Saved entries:
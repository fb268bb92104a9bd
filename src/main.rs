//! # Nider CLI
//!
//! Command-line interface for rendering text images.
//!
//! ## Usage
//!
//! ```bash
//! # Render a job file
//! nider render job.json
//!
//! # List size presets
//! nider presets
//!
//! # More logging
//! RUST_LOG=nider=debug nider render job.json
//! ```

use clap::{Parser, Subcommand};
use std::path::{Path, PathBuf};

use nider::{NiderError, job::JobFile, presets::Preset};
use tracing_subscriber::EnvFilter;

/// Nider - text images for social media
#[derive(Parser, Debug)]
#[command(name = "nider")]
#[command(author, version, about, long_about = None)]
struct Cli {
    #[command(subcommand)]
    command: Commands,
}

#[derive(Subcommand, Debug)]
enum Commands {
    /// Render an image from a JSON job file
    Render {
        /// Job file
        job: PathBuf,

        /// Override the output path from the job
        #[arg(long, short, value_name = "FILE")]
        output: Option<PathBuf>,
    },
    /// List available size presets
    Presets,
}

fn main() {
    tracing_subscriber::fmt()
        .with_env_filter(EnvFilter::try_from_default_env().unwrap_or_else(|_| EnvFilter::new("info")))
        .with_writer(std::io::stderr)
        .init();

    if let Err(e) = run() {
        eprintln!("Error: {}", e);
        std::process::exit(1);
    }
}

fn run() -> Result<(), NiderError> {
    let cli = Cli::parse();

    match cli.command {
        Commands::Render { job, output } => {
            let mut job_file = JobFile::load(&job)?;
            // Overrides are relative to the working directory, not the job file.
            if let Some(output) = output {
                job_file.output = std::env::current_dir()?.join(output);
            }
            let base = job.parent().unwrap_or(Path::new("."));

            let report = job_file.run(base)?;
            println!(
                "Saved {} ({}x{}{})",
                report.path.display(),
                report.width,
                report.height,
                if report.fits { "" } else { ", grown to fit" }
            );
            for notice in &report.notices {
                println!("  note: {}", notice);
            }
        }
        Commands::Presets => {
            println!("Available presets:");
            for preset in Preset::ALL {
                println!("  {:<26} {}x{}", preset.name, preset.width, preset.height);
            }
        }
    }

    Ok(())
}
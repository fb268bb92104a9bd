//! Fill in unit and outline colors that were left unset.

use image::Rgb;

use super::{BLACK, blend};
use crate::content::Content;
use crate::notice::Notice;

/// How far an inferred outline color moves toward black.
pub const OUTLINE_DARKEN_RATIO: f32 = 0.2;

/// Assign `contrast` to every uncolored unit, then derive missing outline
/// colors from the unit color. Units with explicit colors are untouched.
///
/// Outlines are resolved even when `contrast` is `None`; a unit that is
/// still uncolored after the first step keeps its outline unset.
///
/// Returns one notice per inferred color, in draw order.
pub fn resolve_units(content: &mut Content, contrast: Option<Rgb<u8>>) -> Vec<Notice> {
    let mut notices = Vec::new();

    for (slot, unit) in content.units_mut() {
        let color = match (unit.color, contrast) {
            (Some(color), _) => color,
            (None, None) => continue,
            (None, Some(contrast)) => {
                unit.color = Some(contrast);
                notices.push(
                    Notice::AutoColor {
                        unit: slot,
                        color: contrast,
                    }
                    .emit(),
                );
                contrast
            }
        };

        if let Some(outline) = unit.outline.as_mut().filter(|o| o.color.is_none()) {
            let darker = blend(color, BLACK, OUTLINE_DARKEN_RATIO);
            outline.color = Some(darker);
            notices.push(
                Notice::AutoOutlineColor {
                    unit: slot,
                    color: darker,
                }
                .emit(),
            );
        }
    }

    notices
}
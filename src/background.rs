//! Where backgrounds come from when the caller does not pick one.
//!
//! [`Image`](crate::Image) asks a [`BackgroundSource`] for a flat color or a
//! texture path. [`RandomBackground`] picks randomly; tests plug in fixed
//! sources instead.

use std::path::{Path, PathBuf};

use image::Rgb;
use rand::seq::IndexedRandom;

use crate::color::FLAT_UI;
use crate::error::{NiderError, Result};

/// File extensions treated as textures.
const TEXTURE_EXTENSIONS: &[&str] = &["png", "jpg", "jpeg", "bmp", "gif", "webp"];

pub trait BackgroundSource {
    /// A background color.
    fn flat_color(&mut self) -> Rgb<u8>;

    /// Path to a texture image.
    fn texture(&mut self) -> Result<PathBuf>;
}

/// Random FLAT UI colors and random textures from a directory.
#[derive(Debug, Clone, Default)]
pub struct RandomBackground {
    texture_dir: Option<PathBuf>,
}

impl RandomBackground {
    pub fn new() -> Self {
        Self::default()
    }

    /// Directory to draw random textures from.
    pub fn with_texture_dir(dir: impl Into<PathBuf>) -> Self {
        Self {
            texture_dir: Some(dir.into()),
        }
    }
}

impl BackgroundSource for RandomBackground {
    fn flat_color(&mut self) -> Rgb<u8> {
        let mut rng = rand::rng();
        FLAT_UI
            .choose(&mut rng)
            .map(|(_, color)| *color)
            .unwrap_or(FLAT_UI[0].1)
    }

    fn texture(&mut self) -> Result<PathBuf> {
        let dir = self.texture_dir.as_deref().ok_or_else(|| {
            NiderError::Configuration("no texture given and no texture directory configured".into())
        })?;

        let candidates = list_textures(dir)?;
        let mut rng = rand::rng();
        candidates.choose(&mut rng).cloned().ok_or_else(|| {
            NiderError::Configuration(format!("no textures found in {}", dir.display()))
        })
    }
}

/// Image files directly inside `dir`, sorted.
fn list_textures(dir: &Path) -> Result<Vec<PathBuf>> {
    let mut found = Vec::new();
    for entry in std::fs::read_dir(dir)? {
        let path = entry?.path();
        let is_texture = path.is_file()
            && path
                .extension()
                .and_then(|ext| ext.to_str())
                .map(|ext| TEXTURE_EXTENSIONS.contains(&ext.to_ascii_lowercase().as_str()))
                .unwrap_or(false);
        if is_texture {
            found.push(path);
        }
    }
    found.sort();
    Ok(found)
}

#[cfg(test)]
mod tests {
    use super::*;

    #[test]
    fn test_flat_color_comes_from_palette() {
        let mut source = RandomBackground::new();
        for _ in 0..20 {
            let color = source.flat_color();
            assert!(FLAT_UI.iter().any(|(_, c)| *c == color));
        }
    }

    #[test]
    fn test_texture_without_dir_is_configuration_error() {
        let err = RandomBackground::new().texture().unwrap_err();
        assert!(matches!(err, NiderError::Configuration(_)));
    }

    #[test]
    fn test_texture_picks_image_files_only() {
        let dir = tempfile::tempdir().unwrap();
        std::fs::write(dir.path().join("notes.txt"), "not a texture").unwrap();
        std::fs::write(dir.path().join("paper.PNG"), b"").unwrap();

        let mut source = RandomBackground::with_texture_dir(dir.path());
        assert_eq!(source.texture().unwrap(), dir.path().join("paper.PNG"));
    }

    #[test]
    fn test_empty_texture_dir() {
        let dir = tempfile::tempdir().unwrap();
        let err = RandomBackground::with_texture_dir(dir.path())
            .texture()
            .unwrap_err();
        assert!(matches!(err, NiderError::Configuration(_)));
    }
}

What you will do:
In the data, how many lines hold the word "paper"? State that number alone.

Answer space:
2